UK police hit back at coronavirus crime

By AFP
April 03, 2020

LONDON: British police are cracking down on coronavirus-related crime after a spate of thefts and attacks on emergency workers involved in battling the outbreak.

A 23-year-old man was jailed for 12 months in Burnley, northwest England, for spitting at two officers after claiming he had COVID-19 on Saturday. Lancashire Police said it was “totally unacceptable that police and other frontline workers who are doing their best to keep our communities safe are treated like this”. In London, a 55-year-old man was jailed for six months on Wednesday for coughing on a police officer and threatening to infect him with COVID-19.

Meanwhile on Monday, a 35-year-old man was also sentenced to six months in jail for stealing personal protective equipment, including face masks, from an ambulance near a hospital. He also assaulted a security guard who challenged him, the Metropolitan Police said. Police have been given emergency powers to deal with people flouting strict government orders on social distancing to avoid the close-contact spread of the virus.

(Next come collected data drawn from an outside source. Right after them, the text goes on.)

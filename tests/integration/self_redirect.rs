//! Self-redirect suppression
//!
//! The navigation a created tab reports for its own URL must not be redirected
//! again, and only that one navigation is trusted.

use super::test_utils::{browser, top_level};
use container_router::types::TabId;
use container_router::RoutingAction;

const PROFILE: &str = r#"
[hosts]
"example.com" = "work-container"
"shop.example" = "shopping-container"

[[tabs]]
id = 1
index = 0
cookieStoreId = "personal-container"
"#;

#[tokio::test]
async fn test_created_tab_first_navigation_is_trusted() {
    let b = browser(PROFILE);

    let handled = b.router.handle_request(top_level("https://example.com/", 1)).await;
    let (created, _) = handled.tasks.unwrap().join().await;
    let created = created.unwrap();
    assert!(b.router.engine().tracker().contains(created));

    let lookups_before = b.tabs.calls();
    let echo = b
        .router
        .handle_request(top_level("https://example.com/", created.0))
        .await;
    assert!(!echo.response.cancel);
    assert_eq!(echo.action, RoutingAction::None);
    assert_eq!(b.tabs.calls(), lookups_before);
    assert!(!b.router.engine().tracker().contains(created));
    assert_eq!(b.tabs.created().len(), 1);
}

#[tokio::test]
async fn test_created_tab_later_navigation_is_evaluated() {
    let b = browser(PROFILE);

    let handled = b.router.handle_request(top_level("https://example.com/", 1)).await;
    let (created, _) = handled.tasks.unwrap().join().await;
    let created = created.unwrap();

    let next = b
        .router
        .handle_request(top_level("https://shop.example/", created.0))
        .await;
    assert!(next.response.cancel);
    let (second, _) = next.tasks.unwrap().join().await;
    assert_ne!(second.unwrap(), created);
    assert!(b.tabs.snapshot(created).is_none());
    assert_eq!(b.tabs.removed(), vec![TabId(1), created]);
}
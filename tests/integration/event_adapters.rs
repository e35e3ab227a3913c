//! Event adapter behavior
//!
//! Tests cover:
//! - Sub-frame and tab-less requests pass through untouched
//! - Tab updates without a URL change are ignored
//! - Tab updates with a URL are evaluated like navigations
//! - Lookup failures fail open
//! - Concurrent navigations on different tabs

use super::test_utils::{browser, top_level};
use container_router::coordinator::RedirectEvent;
use container_router::profile::SimulatedBrowser;
use container_router::types::TabId;
use container_router::{RequestDetails, TabChangeInfo};

const PROFILE: &str = r#"
[hosts]
"example.com" = "work-container"

[[tabs]]
id = 1
index = 0
cookieStoreId = "personal-container"

[[tabs]]
id = 2
index = 1
cookieStoreId = "shopping-container"
"#;

#[tokio::test]
async fn test_sub_frames_are_ignored() {
    let b = browser(PROFILE);
    let response = b
        .router
        .on_before_request(RequestDetails {
            url: "https://example.com/".to_string(),
            tab_id: TabId(1),
            frame_id: 7,
        })
        .await;
    assert!(!response.cancel);
    assert_eq!(b.policies.calls(), 0);
}

#[tokio::test]
async fn test_requests_without_tab_are_ignored() {
    let b = browser(PROFILE);
    let response = b
        .router
        .on_before_request(top_level("https://example.com/", -1))
        .await;
    assert!(!response.cancel);
    assert_eq!(b.policies.calls(), 0);
}

#[tokio::test]
async fn test_tab_update_without_url_is_ignored() {
    let b = browser(PROFILE);
    assert!(b
        .router
        .on_tab_updated(TabId(1), TabChangeInfo::default())
        .is_none());
}

#[tokio::test]
async fn test_tab_update_with_url_is_routed() {
    let b = browser(PROFILE);
    let mut events = b.router.subscribe();

    let handle = b
        .router
        .on_tab_updated(
            TabId(1),
            TabChangeInfo {
                url: Some("https://example.com/path".to_string()),
            },
        )
        .expect("url change is evaluated");
    let handled = handle.await.unwrap();
    assert!(handled.response.cancel);
    let (created, _) = handled.tasks.unwrap().join().await;

    let created = created.unwrap();
    let mut saw_created = false;
    while let Ok(event) = events.try_recv() {
        if let RedirectEvent::TabCreated { created: id, .. } = event {
            saw_created = id == created;
        }
    }
    assert!(saw_created);
}

#[tokio::test]
async fn test_lookup_failure_lets_navigation_through() {
    let b = browser(PROFILE);
    b.identities.fail_with("identity service unavailable");

    let handled = b.router.handle_request(top_level("https://example.com/", 1)).await;
    assert!(!handled.response.cancel);
    assert!(handled.tasks.is_none());
    assert!(b.tabs.operations().is_empty());
}

#[tokio::test]
async fn test_any_failed_lookup_lets_navigation_through() {
    let profile = format!(
        "{}\n{}",
        r#"
[preferences]
defaultContainer = true
"defaultContainer.cookieStoreId" = "work-container"
"#,
        PROFILE
    );
    let cases: [(&str, &str, fn(&SimulatedBrowser)); 5] = [
        ("policy store", "https://example.com/", |b| {
            b.policies.fail_with("policy store offline")
        }),
        ("preference store", "https://example.com/", |b| {
            b.preferences.fail_with("preference store offline")
        }),
        ("identity registry", "https://example.com/", |b| {
            b.identities.fail_with("identity registry offline")
        }),
        ("tab state", "https://example.com/", |b| {
            b.tabs.fail_with("tabs offline")
        }),
        ("default resolver", "https://unknown.example/", |b| {
            b.resolver.fail_with("resolver offline")
        }),
    ];

    for (name, url, inject) in cases {
        let b = browser(&profile);
        inject(&b);

        let response = b.router.on_before_request(top_level(url, 1)).await;
        assert!(!response.cancel, "{} failure must not cancel", name);
        assert_eq!(serde_json::to_value(response).unwrap(), serde_json::json!({}));
        assert!(b.tabs.created().is_empty(), "{} failure created a tab", name);
        assert!(b.tabs.removed().is_empty(), "{} failure removed a tab", name);
    }
}

#[tokio::test]
async fn test_vanished_tab_lets_navigation_through() {
    let b = browser(PROFILE);
    let response = b
        .router
        .on_before_request(top_level("https://example.com/", 99))
        .await;
    assert!(!response.cancel);
}

#[tokio::test(flavor = "multi_thread", worker_threads = 2)]
async fn test_concurrent_navigations_on_different_tabs() {
    let b = browser(PROFILE);
    let router = b.router.clone();

    let (first, second) = tokio::join!(
        router.handle_request(top_level("https://example.com/", 1)),
        router.handle_request(top_level("https://example.com/", 2)),
    );
    assert!(first.response.cancel);
    assert!(second.response.cancel);

    let (a, _) = first.tasks.unwrap().join().await;
    let (c, _) = second.tasks.unwrap().join().await;
    assert_ne!(a.unwrap(), c.unwrap());

    let mut removed = b.tabs.removed();
    removed.sort();
    assert_eq!(removed, vec![TabId(1), TabId(2)]);
    assert!(b
        .tabs
        .all()
        .iter()
        .all(|tab| tab.cookie_store_id.as_str() == "work-container"));
}
//! CLI presentation: text and JSON formatting of routing results.

use crate::adapters::BlockingResponse;
use crate::cli::parse::OutputFormat;
use crate::config::{RouterConfig, ValidationError};
use crate::coordinator::DisposalOutcome;
use crate::engine::RoutingAction;
use crate::types::{TabId, TabSnapshot};
use comfy_table::presets::UTF8_BORDERS_ONLY;
use comfy_table::Table;
use owo_colors::OwoColorize;
use serde_json::json;

fn format_section_heading(title: &str) -> String {
    title.bold().to_string()
}

/// One line describing a routing action
pub fn format_action(action: &RoutingAction) -> String {
    match action {
        RoutingAction::None => format!("{} leave navigation alone", "none".dimmed()),
        RoutingAction::Redirect(plan) => {
            let target = plan
                .target
                .as_ref()
                .map(|id| id.to_string())
                .unwrap_or_else(|| "<no container>".to_string());
            let opener = plan
                .opener_tab_id
                .map(|id| id.to_string())
                .unwrap_or_else(|| "-".to_string());
            format!(
                "{} {} -> {} (reason: {:?}, index: {}, opener: {})",
                "redirect".green().bold(),
                plan.url,
                target,
                plan.reason,
                plan.insert_index,
                opener
            )
        }
    }
}

/// Tab strip as a table
pub fn format_tabs(tabs: &[TabSnapshot]) -> String {
    let mut out = String::new();
    out.push_str(&format!("{}\n\n", format_section_heading("Tabs")));
    if tabs.is_empty() {
        out.push_str("No open tabs.\n");
        return out;
    }
    let mut table = Table::new();
    table.load_preset(UTF8_BORDERS_ONLY);
    table.set_header(vec!["Id", "Index", "Container", "Active", "Opener", "URL"]);
    for tab in tabs {
        table.add_row(vec![
            tab.id.to_string(),
            tab.index.to_string(),
            tab.cookie_store_id.to_string(),
            if tab.active { "yes" } else { "no" }.to_string(),
            tab.opener_tab_id
                .map(|id| id.to_string())
                .unwrap_or_else(|| "-".to_string()),
            tab.url.clone().unwrap_or_default(),
        ]);
    }
    out.push_str(&format!("{}\n", table));
    out
}

/// Result of a full navigation run
pub fn format_navigation(
    format: OutputFormat,
    response: BlockingResponse,
    action: &RoutingAction,
    created: Option<TabId>,
    disposal: Option<DisposalOutcome>,
    tabs: &[TabSnapshot],
) -> String {
    if format == OutputFormat::Json {
        let value = json!({
            "response": response,
            "redirected": action.is_redirect(),
            "created_tab": created,
            "source_tab": disposal.map(|d| format!("{:?}", d).to_lowercase()),
            "tabs": tabs,
        });
        return serde_json::to_string_pretty(&value).unwrap_or_else(|_| value.to_string());
    }

    let mut out = String::new();
    let verdict = if response.cancel {
        "cancel".red().bold().to_string()
    } else {
        "proceed".green().to_string()
    };
    out.push_str(&format!("Original navigation: {}\n", verdict));
    out.push_str(&format!("Action: {}\n", format_action(action)));
    if let Some(created) = created {
        out.push_str(&format!("Created tab: {}\n", created));
    }
    if let Some(disposal) = disposal {
        out.push_str(&format!("Source tab: {:?}\n", disposal));
    }
    out.push('\n');
    out.push_str(&format_tabs(tabs));
    out
}

/// Config check summary
pub fn format_config_report(
    config: &RouterConfig,
    result: &Result<(), Vec<ValidationError>>,
) -> String {
    let mut out = String::new();
    out.push_str(&format!("{}\n\n", format_section_heading("Configuration")));
    out.push_str(&format!(
        "Ignored schemes: {}\n",
        config.routing.ignored_schemes.join(", ")
    ));
    out.push_str(&format!(
        "Tracker: capacity {}, ttl {}s\n",
        config.tracker.capacity, config.tracker.ttl_secs
    ));
    out.push_str(&format!(
        "Logging: {} ({}, {})\n\n",
        config.logging.level, config.logging.format, config.logging.output
    ));
    match result {
        Ok(()) => out.push_str(&format!("{}\n", "Configuration is valid.".green())),
        Err(errors) => {
            out.push_str(&format!("{}\n", "Configuration is invalid:".red()));
            for error in errors {
                out.push_str(&format!("  - {}\n", error));
            }
        }
    }
    out
}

That has led to criticism of an over-zealous approach, particularly after one force used drones to monitor people walking in a national park who were deemed to be on “non-essential” business. But the latest incidents taken to court were classed under a specific law governing assaults on emergency workers, introduced in November 2018 with a maximum penalty of 12 months in jail. Elsewhere, in Kirkby, near Liverpool, police said face masks and gloves were stolen from a National Health Service van overnight Tuesday.